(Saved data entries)
* * * * *
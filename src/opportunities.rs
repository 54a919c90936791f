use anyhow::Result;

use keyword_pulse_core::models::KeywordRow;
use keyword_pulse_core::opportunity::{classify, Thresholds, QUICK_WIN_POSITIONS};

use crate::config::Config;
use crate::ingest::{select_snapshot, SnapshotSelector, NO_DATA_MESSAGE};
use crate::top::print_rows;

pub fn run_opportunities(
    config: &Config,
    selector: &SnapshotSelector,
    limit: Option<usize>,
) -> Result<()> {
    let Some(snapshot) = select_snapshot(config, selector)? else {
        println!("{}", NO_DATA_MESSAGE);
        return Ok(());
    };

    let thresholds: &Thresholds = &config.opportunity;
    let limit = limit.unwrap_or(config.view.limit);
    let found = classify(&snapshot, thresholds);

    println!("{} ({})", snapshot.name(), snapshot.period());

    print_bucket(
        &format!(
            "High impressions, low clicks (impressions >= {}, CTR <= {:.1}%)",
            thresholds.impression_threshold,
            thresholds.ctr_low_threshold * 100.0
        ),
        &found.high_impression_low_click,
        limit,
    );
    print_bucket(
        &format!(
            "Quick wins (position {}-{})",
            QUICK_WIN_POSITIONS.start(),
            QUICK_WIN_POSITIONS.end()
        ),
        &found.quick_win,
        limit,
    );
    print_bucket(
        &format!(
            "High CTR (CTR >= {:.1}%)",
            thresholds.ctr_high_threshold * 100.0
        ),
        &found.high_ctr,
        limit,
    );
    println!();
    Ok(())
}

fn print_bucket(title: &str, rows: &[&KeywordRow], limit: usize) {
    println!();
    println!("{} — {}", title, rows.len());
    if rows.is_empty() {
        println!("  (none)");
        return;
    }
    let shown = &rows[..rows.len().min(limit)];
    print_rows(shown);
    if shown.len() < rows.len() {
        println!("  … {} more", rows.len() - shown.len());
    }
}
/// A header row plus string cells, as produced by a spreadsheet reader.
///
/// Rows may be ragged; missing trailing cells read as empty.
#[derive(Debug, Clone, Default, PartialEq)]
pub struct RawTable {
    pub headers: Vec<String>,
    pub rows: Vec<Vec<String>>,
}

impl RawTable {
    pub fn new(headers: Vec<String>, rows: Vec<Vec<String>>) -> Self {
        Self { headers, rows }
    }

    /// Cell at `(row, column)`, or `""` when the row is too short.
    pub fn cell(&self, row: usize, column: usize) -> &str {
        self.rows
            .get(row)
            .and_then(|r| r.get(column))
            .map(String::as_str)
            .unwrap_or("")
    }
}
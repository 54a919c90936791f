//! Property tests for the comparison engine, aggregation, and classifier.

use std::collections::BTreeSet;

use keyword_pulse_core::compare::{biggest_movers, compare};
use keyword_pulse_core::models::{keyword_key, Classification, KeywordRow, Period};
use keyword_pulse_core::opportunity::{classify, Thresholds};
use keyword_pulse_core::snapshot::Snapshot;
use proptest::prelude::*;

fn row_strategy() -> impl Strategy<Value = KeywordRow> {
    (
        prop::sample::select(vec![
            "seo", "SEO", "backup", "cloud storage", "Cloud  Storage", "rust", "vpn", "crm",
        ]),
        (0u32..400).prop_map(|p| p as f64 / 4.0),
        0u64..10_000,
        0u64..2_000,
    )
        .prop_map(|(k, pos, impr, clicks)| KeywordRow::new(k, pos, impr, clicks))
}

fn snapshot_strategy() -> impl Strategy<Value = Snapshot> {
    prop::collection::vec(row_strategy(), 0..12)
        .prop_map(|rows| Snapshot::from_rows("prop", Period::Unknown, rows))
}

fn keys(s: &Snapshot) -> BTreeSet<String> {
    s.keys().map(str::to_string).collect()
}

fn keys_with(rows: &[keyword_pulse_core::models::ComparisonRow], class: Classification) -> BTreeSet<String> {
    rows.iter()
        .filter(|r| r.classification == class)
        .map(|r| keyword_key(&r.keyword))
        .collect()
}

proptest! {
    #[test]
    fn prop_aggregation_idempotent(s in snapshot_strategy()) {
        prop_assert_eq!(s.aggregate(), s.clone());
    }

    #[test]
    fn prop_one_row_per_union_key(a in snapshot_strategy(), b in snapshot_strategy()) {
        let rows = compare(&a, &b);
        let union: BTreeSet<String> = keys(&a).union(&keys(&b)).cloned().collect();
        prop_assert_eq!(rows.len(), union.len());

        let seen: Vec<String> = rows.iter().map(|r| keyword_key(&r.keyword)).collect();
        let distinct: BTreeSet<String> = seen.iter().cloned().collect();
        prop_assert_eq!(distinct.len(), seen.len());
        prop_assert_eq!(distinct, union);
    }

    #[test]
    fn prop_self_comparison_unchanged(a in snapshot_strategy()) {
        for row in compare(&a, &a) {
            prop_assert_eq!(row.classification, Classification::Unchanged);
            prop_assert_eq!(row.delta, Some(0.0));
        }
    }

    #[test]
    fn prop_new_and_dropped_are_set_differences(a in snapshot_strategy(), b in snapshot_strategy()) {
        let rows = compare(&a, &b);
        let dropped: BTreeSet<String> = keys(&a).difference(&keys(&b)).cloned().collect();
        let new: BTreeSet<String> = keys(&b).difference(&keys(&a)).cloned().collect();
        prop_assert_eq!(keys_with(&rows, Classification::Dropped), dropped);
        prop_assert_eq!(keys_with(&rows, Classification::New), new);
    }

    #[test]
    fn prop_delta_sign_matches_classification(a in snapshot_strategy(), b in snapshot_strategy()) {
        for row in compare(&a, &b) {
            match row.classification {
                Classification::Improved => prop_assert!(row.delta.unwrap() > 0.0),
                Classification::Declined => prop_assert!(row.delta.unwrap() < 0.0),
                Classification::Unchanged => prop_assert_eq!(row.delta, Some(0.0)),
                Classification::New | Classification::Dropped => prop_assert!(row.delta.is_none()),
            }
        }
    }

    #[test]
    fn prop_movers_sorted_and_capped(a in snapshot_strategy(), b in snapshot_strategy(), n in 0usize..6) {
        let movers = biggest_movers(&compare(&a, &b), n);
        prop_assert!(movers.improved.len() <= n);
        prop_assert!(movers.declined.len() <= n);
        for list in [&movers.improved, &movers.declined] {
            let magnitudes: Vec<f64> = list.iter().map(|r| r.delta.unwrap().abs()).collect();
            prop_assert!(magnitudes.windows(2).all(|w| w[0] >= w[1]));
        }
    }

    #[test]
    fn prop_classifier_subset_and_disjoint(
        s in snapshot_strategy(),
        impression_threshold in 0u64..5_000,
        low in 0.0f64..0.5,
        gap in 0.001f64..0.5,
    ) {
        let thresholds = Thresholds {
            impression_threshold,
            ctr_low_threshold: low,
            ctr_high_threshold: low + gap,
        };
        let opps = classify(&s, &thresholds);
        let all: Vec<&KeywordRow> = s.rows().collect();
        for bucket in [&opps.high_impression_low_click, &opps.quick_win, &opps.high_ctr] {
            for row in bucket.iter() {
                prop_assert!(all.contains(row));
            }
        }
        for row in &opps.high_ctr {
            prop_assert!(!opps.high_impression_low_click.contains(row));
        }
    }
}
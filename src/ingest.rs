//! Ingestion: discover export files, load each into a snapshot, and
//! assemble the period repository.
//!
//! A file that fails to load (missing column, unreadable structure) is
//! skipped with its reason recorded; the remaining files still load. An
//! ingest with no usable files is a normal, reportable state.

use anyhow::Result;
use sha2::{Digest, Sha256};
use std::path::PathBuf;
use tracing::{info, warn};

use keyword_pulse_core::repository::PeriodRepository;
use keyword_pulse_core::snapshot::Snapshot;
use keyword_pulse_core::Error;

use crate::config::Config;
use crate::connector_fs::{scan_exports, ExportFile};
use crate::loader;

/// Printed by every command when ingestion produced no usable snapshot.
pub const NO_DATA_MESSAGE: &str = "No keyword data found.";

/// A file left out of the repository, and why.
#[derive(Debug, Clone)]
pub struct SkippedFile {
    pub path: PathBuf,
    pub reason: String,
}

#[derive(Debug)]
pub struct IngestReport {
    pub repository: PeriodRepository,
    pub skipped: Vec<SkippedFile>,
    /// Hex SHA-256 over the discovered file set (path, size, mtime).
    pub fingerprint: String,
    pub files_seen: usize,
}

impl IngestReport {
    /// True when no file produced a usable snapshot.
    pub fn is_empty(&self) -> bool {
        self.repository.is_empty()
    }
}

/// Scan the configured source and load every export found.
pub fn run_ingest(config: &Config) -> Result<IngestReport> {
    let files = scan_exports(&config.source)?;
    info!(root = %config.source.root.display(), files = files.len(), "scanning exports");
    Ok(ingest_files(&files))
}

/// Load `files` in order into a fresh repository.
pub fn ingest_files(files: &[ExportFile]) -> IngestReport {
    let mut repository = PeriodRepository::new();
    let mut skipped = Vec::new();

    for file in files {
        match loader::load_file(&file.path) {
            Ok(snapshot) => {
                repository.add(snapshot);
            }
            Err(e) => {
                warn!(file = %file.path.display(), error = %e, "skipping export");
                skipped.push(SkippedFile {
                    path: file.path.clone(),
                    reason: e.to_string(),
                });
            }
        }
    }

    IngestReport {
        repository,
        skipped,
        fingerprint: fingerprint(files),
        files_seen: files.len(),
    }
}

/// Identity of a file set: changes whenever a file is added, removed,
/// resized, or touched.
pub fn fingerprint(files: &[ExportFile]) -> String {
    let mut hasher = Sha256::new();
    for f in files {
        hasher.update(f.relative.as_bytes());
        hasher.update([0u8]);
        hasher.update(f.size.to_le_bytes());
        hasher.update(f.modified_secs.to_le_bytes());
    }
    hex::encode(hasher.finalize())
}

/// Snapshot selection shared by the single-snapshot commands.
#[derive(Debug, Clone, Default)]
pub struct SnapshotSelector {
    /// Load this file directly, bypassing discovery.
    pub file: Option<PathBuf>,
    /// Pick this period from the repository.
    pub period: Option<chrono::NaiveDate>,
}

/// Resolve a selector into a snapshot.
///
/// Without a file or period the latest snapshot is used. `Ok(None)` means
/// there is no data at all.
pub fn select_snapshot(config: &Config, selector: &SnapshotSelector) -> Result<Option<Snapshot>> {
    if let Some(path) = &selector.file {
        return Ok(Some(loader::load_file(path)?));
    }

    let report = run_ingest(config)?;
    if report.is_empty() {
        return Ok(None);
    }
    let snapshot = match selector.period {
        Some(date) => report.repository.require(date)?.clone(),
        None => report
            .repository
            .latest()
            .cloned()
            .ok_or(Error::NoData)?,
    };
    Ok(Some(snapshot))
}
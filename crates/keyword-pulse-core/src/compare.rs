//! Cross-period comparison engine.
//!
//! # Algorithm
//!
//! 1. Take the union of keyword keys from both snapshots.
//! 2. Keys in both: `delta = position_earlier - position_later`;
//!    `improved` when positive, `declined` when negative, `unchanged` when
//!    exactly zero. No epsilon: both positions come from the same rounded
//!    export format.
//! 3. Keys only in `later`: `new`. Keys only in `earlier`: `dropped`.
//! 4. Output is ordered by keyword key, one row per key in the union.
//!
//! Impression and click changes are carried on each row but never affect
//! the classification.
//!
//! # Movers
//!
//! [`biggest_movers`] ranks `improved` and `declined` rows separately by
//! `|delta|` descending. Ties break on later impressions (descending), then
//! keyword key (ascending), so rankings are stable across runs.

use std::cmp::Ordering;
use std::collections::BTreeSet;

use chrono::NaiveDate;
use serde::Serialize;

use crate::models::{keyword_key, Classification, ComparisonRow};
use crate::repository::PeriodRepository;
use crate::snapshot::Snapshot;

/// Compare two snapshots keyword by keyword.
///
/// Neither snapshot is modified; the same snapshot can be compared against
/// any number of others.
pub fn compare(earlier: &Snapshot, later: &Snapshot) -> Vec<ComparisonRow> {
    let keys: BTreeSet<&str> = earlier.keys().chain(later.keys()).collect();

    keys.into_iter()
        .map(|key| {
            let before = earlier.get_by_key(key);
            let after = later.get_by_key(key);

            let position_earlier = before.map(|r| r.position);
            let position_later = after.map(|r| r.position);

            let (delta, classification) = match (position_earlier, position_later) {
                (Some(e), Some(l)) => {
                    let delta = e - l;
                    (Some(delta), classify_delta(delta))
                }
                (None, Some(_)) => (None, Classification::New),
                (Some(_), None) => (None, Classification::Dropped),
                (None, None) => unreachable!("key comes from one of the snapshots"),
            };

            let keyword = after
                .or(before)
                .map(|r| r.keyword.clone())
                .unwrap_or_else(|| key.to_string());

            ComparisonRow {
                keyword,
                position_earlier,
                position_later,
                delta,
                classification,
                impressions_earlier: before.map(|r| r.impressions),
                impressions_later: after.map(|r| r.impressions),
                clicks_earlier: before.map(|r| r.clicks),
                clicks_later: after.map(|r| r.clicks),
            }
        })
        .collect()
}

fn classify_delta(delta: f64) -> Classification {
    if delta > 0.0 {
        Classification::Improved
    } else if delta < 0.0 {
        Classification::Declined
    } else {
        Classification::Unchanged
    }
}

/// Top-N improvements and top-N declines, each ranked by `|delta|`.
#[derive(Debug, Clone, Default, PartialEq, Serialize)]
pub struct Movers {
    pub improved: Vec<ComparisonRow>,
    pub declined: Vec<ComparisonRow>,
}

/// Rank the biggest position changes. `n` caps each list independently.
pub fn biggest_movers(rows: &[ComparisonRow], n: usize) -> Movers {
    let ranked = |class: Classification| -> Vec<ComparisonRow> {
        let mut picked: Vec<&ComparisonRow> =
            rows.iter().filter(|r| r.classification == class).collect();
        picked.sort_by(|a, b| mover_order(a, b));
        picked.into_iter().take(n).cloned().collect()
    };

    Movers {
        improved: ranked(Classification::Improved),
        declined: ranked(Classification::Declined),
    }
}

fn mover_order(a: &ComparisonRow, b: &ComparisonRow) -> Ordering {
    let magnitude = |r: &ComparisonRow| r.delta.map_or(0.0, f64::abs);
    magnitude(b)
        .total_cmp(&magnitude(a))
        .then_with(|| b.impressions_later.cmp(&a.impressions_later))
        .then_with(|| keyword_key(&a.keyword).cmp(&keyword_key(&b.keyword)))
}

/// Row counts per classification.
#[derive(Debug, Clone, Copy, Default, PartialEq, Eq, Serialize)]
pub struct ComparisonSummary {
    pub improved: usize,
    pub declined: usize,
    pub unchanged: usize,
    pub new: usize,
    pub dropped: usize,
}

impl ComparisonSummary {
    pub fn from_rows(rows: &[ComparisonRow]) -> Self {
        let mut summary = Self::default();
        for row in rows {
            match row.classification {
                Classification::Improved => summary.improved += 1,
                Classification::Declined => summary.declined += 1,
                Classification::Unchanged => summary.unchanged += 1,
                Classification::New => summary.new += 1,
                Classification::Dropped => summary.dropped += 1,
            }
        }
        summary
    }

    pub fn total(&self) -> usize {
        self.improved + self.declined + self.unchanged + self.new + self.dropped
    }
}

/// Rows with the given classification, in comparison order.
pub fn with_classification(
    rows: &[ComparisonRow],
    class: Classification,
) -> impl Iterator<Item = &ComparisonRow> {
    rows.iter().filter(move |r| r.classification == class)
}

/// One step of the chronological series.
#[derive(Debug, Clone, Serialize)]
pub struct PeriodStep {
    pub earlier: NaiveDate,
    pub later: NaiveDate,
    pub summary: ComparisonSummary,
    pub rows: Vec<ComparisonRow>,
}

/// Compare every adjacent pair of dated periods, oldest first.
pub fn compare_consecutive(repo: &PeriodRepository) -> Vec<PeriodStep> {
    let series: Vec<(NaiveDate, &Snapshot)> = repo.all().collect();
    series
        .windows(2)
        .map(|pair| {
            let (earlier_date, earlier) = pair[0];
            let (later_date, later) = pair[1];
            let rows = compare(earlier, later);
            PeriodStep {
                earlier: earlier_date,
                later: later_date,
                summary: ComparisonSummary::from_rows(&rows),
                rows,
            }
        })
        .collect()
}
* * * * *
» **PROBLEM DETAILS**
Look through the entries for the string "picked". Every line that has it belongs in the answer.

» **RESULT**
        let mut picked: Vec<&ComparisonRow> =
        picked.sort_by(|a, b| mover_order(a, b));
        picked.into_iter().take(n).cloned().collect()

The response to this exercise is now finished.